Vittorio Matteo Corcos (4 October 1859 – 8 November 1933) was an Italian painter, known for his portraits. Many of his genre works depict winsome and finely dressed young men and women, in moments of repose and recreation.

== Biography ==
He was born to Jewish parents, Isacco and Giuditta Baquis, in Livorno. He trained at the Academy of Fine Arts of Florence under Enrico Pollastrini. Between 1878 and 1879 he worked under Domenico Morelli in Naples.

He then traveled to Paris where he met Léon Bonnat, and signed a contract with the Goupil & Cie, he was able to supplement his income as a portrait painter with illustrations for magazines. He frequented the circles of Giuseppe De Nittis. Between 1881 and 1886, he frequently exhibited at the Salon.

He returned to Italy in 1886, putatively to join the army, and settled in Florence. He converted to Catholicism and married a widow, Emma Ciabatti. In Florence, he made friends in the intellectual circles, and made portraits of Silvestro Lega, Giosue Carducci, and Pietro Mascagni. After 1900, he wrote for the Florentine Journal Il Marzocco. He also published a short story in the magazine Fanfulla della Domenica titled Mademoiselle Leprince.

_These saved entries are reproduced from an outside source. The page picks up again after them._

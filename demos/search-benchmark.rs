use std::time::Instant;

use clap::Parser;
use gramdb::engine::{Engine, EngineOptions};
use rand::rngs::StdRng;
use rand::{Rng, SeedableRng};
use tempfile::tempdir;

/// Benchmark parameters
#[derive(Parser, Debug)]
#[command(author, version, about, long_about = None)]
struct Args {
    /// Number of documents to register
    #[arg(short = 'n', long = "docs", default_value_t = 500)]
    docs: u32,

    /// Document length in syllables
    #[arg(short = 'l', long = "doc-len", default_value_t = 40)]
    doc_len: usize,

    /// Number of substring queries to run
    #[arg(short = 'q', long = "queries", default_value_t = 200)]
    queries: u32,

    /// RNG seed, for reproducible corpora
    #[arg(long = "seed", default_value_t = 7)]
    seed: u64,
}

const SYLLABLES: &[&str] = &[
    "ka", "ki", "ku", "ke", "ko", "sa", "shi", "su", "se", "so", "ta", "chi", "tsu", "te", "to",
    "na", "ni", "nu", "ne", "no", "ha", "hi", "fu", "he", "ho", "ma", "mi", "mu", "me", "mo",
];

/// Generate a pseudo-random ASCII document of `syllables` syllables.
fn make_doc(rng: &mut StdRng, syllables: usize) -> String {
    let mut doc = String::with_capacity(syllables * 2);
    for _ in 0..syllables {
        doc.push_str(SYLLABLES[rng.gen_range(0..SYLLABLES.len())]);
    }
    doc
}

/// Print per-operation latency
fn report(name: &str, n: u32, elapsed_ms: f64) {
    let per_op = elapsed_ms / n as f64;
    let ops_per_sec = n as f64 * 1000.0 / elapsed_ms;
    println!(
        "{:<12} {:>10.6} ms/op, {:>10.2} ops/s ({} op total, {:>10.2} ms total)",
        name, per_op, ops_per_sec, n, elapsed_ms
    );
}

fn bench_register(engine: &mut Engine, corpus: &[String]) {
    let start = Instant::now();
    for (i, doc) in corpus.iter().enumerate() {
        engine.register_doc(i as u32 + 1, doc).unwrap();
    }
    report("register", corpus.len() as u32, start.elapsed().as_millis() as f64);
}

/// Query random substrings of registered documents and verify the source
/// document turns up at the right position.
fn bench_search(engine: &Engine, corpus: &[String], queries: u32, rng: &mut StdRng) {
    let start = Instant::now();
    for _ in 0..queries {
        let doc_index = rng.gen_range(0..corpus.len());
        let doc = &corpus[doc_index];
        let query_len = rng.gen_range(3..=6);
        let query_start = rng.gen_range(0..doc.len() - query_len);
        let query = &doc[query_start..query_start + query_len];

        let hits = engine.search(query).unwrap();
        let expected_id = doc_index as u32 + 1;
        assert!(
            hits.iter()
                .any(|h| h.doc_id == expected_id && h.position == query_start as u32),
            "query {:?} missed doc {} at {}",
            query,
            expected_id,
            query_start
        );
    }
    report("search", queries, start.elapsed().as_millis() as f64);
}

fn main() {
    let args = Args::parse();
    println!(
        "Using docs={} doc_len={} queries={} seed={}",
        args.docs, args.doc_len, args.queries, args.seed
    );

    let dir = tempdir().unwrap();
    println!("Benchmarking in {}", dir.path().display());

    let mut rng = StdRng::seed_from_u64(args.seed);
    let corpus: Vec<String> = (0..args.docs)
        .map(|_| make_doc(&mut rng, args.doc_len))
        .collect();

    let mut engine = Engine::create(dir.path(), EngineOptions::default()).unwrap();

    bench_register(&mut engine, &corpus);
    bench_search(&engine, &corpus, args.queries, &mut rng);

    let sample = engine.search(&corpus[0][0..4]).unwrap();
    println!(
        "sample query {:?} -> {}",
        &corpus[0][0..4],
        serde_json::to_string(&sample).unwrap()
    );

    engine.close().unwrap();
}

In 1904, he traveled to Potsdam to paint Emperor William II and other members of the German monarchy. During World War I, his son died in battle in 1916. In the 1920s he joined the Gruppo Labronico along with Plinio Nomellini and Ulvi Liegi.

He also painted portraits of Mussolini (1928), Countess Annina Morosini, Countess Nerina Volpi di Misurata, Giosuè Carducci, Giacomo Puccini, Pietro Mascagni, and Queen Amélie of Portugal, Princess of Orleans;

In 1913, his self-portrait was accepted by the Uffizi museum.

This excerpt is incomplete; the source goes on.